L’assemblea generale dell’ONU negli anni ’70 produceva una dichiarazione sul Nuovo Ordine Economico Mondiale, in cui si parlava di “giustizia sociale mondiale” e si riconosceva ai Paesi del Terzo mondo il diritto di aumentare la loro partecipazione nell’economia globale, riducendo i privilegi dei paesi industrializzati.
Per dare un’idea del clima dell’epoca, Roberto Savio ricorda che in una conferenza a Milano nel 1994, il direttore della OMC Renato Ruggero affermava che le fortezze d’Europa, Asia e Stati Uniti si sarebbero presto integrate in un unico blocco economico, che il mondo non avrebbe visto più guerre, ci sarebbe stata una sola moneta, e che l’enorme ricchezza creata dalla globalizzazione si sarebbe estesa al mondo intero, facendo ciò che la teoria dello sviluppo non avrebbe mai potuto fare.
Alle soglie del nuovo millennio, i potenti della terra che si riuniscono a Davos continuano a fingere che le oligarchie che reggono il mondo perseguano un orizzonte di sviluppo valido per l’intero pianeta; a credere che il reaganismo e il thatcherismo che hanno infranto il patto sociale ancorato alle costituzioni del dopoguerra possano sottovalutare il conflitto e negarlo come terreno di democrazia; a convincersi che la caduta del muro di Berlino debba lasciare campo libero all’imperialismo che soffoca i paesi del Sud che si stanno liberando dei regimi reazionari nei vari “cortili di casa”. Al consolidarsi del dominio del pensiero unico, non è un caso che il Forum nasca dall’incontro tra intellettuali militanti del Brasile e nuclei di movimento che definirei “politico-umanitari” – come Attac, Le monde diplomatique, il Forum Mondiale – che in Europa, e in Africa, ma anche nell’America del nord si muovono in totale autonomia culturale contro il neoliberismo. Ad essi si affiancano presto movimenti ambientalisti, pacifisti e organizzazioni di lavoratori attratti da una cultura alternativa e non economicista.
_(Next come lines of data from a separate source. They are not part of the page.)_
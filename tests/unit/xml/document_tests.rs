use bytes::Bytes;
use fast_ews_rs::ns;
use fast_ews_rs::xml::{ResponseDocument, XmlDocument, escape_xml};

#[test]
fn parse_resolves_names_independent_of_prefix_choice() {
    let xml = r#"
<a:Root xmlns:a="http://schemas.microsoft.com/exchange/services/2006/types">
  <b:Child xmlns:b="http://schemas.microsoft.com/exchange/services/2006/types">hello</b:Child>
</a:Root>
"#;

    let doc = XmlDocument::parse(xml.as_bytes()).expect("xml parsing succeeds");
    let root = doc.first_child(doc.root()).expect("top-level element");
    assert_eq!(doc.name(root), "Root");
    assert_eq!(doc.namespace(root), ns::TYPES);

    // Different prefix, same URI: lookup by resolved namespace still hits.
    let child = doc
        .find_element(doc.root(), "Child", ns::TYPES)
        .expect("child resolves into the types namespace");
    assert_eq!(doc.text(child), "hello");
}

#[test]
fn find_element_searches_subtrees_before_siblings() {
    let xml = r#"
<Root>
  <Wrapper><Target>deep</Target></Wrapper>
  <Target>shallow</Target>
</Root>
"#;

    let doc = XmlDocument::parse(xml.as_bytes()).expect("xml parsing succeeds");
    let found = doc
        .find_element(doc.root(), "Target", "")
        .expect("target exists");
    assert_eq!(doc.text(found), "deep");
}

#[test]
fn find_element_returns_nested_match_before_its_ancestor() {
    let xml = "<Root><Target><Target>inner</Target></Target></Root>";

    let doc = XmlDocument::parse(xml.as_bytes()).expect("xml parsing succeeds");
    let found = doc
        .find_element(doc.root(), "Target", "")
        .expect("target exists");
    assert_eq!(doc.text(found), "inner");
}

#[test]
fn find_element_misses_when_namespace_differs() {
    let xml = r#"<Root><Child xmlns="urn:other">x</Child></Root>"#;

    let doc = XmlDocument::parse(xml.as_bytes()).expect("xml parsing succeeds");
    assert!(doc.find_element(doc.root(), "Child", ns::TYPES).is_none());
    assert!(doc.find_element(doc.root(), "Child", "urn:other").is_some());
}

#[test]
fn attributes_drop_namespace_declarations_and_unescape_values() {
    let xml = r#"<Root xmlns:t="urn:x" Id="a&amp;b" ChangeKey="ck"/>"#;

    let doc = XmlDocument::parse(xml.as_bytes()).expect("xml parsing succeeds");
    let root = doc.first_child(doc.root()).expect("top-level element");
    assert_eq!(doc.attributes(root).len(), 2);
    assert_eq!(doc.attr(root, "Id"), Some("a&b"));
    assert_eq!(doc.attr(root, "ChangeKey"), Some("ck"));
    assert_eq!(doc.attr(root, "xmlns"), None);
}

#[test]
fn parse_rejects_unbalanced_document() {
    assert!(XmlDocument::parse(b"<a><b></a>").is_err());
    assert!(XmlDocument::parse(b"<a><b>").is_err());
}

#[test]
fn parse_rejects_element_free_input() {
    assert!(XmlDocument::parse(b"just text").is_err());
}

#[test]
fn serialization_is_minimal_and_prefixes_protocol_namespaces() {
    let xml = r#"<Task xmlns="http://schemas.microsoft.com/exchange/services/2006/types"><Subject>a &amp; b</Subject><Empty/></Task>"#;

    let doc = XmlDocument::parse(xml.as_bytes()).expect("xml parsing succeeds");
    let task = doc.first_child(doc.root()).expect("top-level element");
    assert_eq!(
        doc.to_xml(task),
        "<t:Task><t:Subject>a &amp; b</t:Subject><t:Empty/></t:Task>"
    );
}

#[test]
fn response_payload_is_parsed_exactly_once() {
    let response = ResponseDocument::new(200, Bytes::from_static(b"<Root><Child/></Root>"));

    let first = response.payload().expect("payload parses");
    let second = response.payload().expect("payload parses");
    assert!(std::ptr::eq(first, second));
}

#[test]
fn response_parse_failure_is_cached_too() {
    let response = ResponseDocument::new(500, Bytes::from_static(b"<broken>"));

    let first = response.payload().expect_err("broken body fails").to_string();
    let second = response.payload().expect_err("broken body fails").to_string();
    assert_eq!(first, second);
}

#[test]
#[should_panic(expected = "response body must not be empty")]
fn empty_response_body_is_rejected_outright() {
    let _ = ResponseDocument::new(200, Bytes::new());
}

#[test]
fn escape_xml_covers_all_markup_characters() {
    assert_eq!(
        escape_xml(r#"<a b="c">&'d'</a>"#),
        "&lt;a b=&quot;c&quot;&gt;&amp;&apos;d&apos;&lt;/a&gt;"
    );
    assert_eq!(escape_xml("plain"), "plain");
}
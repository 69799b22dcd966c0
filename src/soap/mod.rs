pub mod envelope;
pub mod response;
pub mod response_message;

pub use envelope::{ServerVersion, build_envelope};
pub use response::SoapResponse;
pub use response_message::{
    FromXmlElement, ResponseClass, ResponseMessage, for_each_item, parse_response_class_and_code,
    parse_response_message, response_class_and_code,
};
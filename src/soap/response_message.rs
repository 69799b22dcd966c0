//! Parsing of `…ResponseMessage` elements.
//!
//! Every operation response carries one or more message elements of the
//! shape `envelope → body → <Op>ResponseMessage → (ResponseCode?, Items?)`.
//! The functions here extract the class/code pair and the typed payload
//! items. Missing elements the protocol guarantees (a `ResponseCode` on a
//! non-success message, `Items` on an item-bearing success) are panics: they
//! mean the server changed its contract or this library has a bug, and
//! neither must be silently swallowed.

use crate::codes::ResponseCode;
use crate::common::error::{Error, Result};
use crate::ns;
use crate::soap::response::{SoapResponse, fault_error};
use crate::xml::document::{NodeId, XmlDocument};

/// Outcome class of one response message. Warning is not success: it still
/// carries a decodable response code.
#[derive(Debug, Clone, Copy, PartialEq, Eq)]
pub enum ResponseClass {
    Success,
    Warning,
    Error,
}

impl ResponseClass {
    fn from_attr(value: &str) -> Self {
        match value {
            "Error" => ResponseClass::Error,
            "Warning" => ResponseClass::Warning,
            _ => ResponseClass::Success,
        }
    }
}

/// Types constructible from one response item element. This is the single
/// seam where the parsed-response world and the owned item-model world meet:
/// after `from_xml_element` returns, the value is fully independent of the
/// response buffer.
pub trait FromXmlElement: Sized {
    fn from_xml_element(doc: &XmlDocument, element: NodeId) -> Result<Self>;
}

/// Aggregate result of one response message.
#[derive(Debug)]
pub struct ResponseMessage<T> {
    pub class: ResponseClass,
    pub code: ResponseCode,
    pub items: Vec<T>,
}

impl<T> ResponseMessage<T> {
    /// Map any non-success message onto the domain error, carrying the
    /// decoded code. A Warning means the operation may have been applied
    /// only partially; callers must see it, not a plain success.
    pub fn into_result(self) -> Result<Self> {
        if self.class != ResponseClass::Success {
            return Err(Error::Response(self.code));
        }
        Ok(self)
    }
}

/// Read the required `ResponseClass` attribute and, for non-success
/// messages, decode the required `ResponseCode` child. Success always maps
/// to the canonical no-error code without looking further.
pub fn response_class_and_code(
    doc: &XmlDocument,
    message: NodeId,
) -> (ResponseClass, ResponseCode) {
    let class_attr = doc
        .attr(message, "ResponseClass")
        .unwrap_or_else(|| panic!("{} has no ResponseClass attribute", doc.name(message)));
    let class = ResponseClass::from_attr(class_attr);
    if class == ResponseClass::Success {
        return (class, ResponseCode::NoError);
    }

    let code_node = doc
        .find_element(message, "ResponseCode", ns::MESSAGES)
        .unwrap_or_else(|| {
            panic!(
                "non-success {} has no ResponseCode child",
                doc.name(message)
            )
        });
    let code_text = doc.text(code_node);
    let code = ResponseCode::parse(code_text)
        .unwrap_or_else(|| panic!("server sent unknown response code {code_text:?}"));
    (class, code)
}

/// Visit each immediate child element of the message's required `Items`
/// child, in document order. Zero children is legitimate (nothing matched);
/// a missing `Items` element is not.
pub fn for_each_item<F>(doc: &XmlDocument, message: NodeId, mut visit: F) -> Result<()>
where
    F: FnMut(NodeId) -> Result<()>,
{
    let items = doc
        .find_element(message, "Items", ns::MESSAGES)
        .unwrap_or_else(|| panic!("{} has no Items child", doc.name(message)));
    for &child in doc.children(items) {
        visit(child)?;
    }
    Ok(())
}

fn locate_message(response: &SoapResponse, wrapper: &str) -> Result<(NodeId, ResponseClass, ResponseCode)> {
    if response.is_soap_fault() {
        return Err(fault_error(response));
    }
    if !response.is_success() {
        return Err(Error::UnexpectedHttpStatus(response.status_code()));
    }
    let doc = response.payload()?;
    let message = doc
        .find_element(doc.root(), wrapper, ns::MESSAGES)
        .unwrap_or_else(|| panic!("response payload has no {wrapper} element"));
    let (class, code) = response_class_and_code(doc, message);
    Ok((message, class, code))
}

/// Parse an item-bearing response: locate the wrapper element anywhere in
/// the payload, extract class/code, and build one `T` per `Items` child.
/// Error-class messages skip item extraction (their `Items` may be absent).
pub fn parse_response_message<T: FromXmlElement>(
    response: &SoapResponse,
    wrapper: &str,
) -> Result<ResponseMessage<T>> {
    let (message, class, code) = locate_message(response, wrapper)?;
    let mut items = Vec::new();
    if class != ResponseClass::Error {
        let doc = response.payload()?;
        for_each_item(doc, message, |child| {
            items.push(T::from_xml_element(doc, child)?);
            Ok(())
        })?;
    }
    Ok(ResponseMessage { class, code, items })
}

/// Parse a response message that carries no `Items` (e.g. DeleteItem).
pub fn parse_response_class_and_code(
    response: &SoapResponse,
    wrapper: &str,
) -> Result<(ResponseClass, ResponseCode)> {
    let (_, class, code) = locate_message(response, wrapper)?;
    Ok((class, code))
}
L’idea di partenza è di significare la distanza di fase tra i principi della Carta dei diritti dell’ONU e il predominio dell’economia sulla politica e di riscoprire come la cultura marxista e socialista, radicalmente rinnovate e in fusione con quelle cristiane del terzo mondo siano ancora parte viva della cassetta degli attrezzi per la giustizia sociale. E’ geniale l’intuizione del FSM che si riunisce per la prima volta a Porto Alegre di veicolare mediaticamente la propria immagine allegra, partecipata eppure determinatissima, di popolo variopinto in cammino nei viali del campus dell’università di Rio Grande do Sul, filtrandola per contrapposizione attraverso gli alberghi di lusso di Davos o il grigiore delle Borse schizofreniche delle città “imperiali”. Le televisioni di tutto il mondo danno in contemporanea i due eventi e, di fatto, lanciano irreversibilmente il movimento di Porto Alegre. Appare subito il tratto che contraddistingue il FSM: una soggettività plurale ma convergente, che contrappone un linguaggio popolare e una riflessione di massa al tecnicismo delle formule dei reggitori del mondo, asserragliati in luoghi impenetrabili e protetti dalla polizia. Nasce così nell’immaginario la separazione incolmabile della “zona rossa” dalla democrazia e dai bisogni di giustizia, che rivelerà a Genova, sei mesi, dopo tutta la sua forza simbolica, antipopolare e repressiva.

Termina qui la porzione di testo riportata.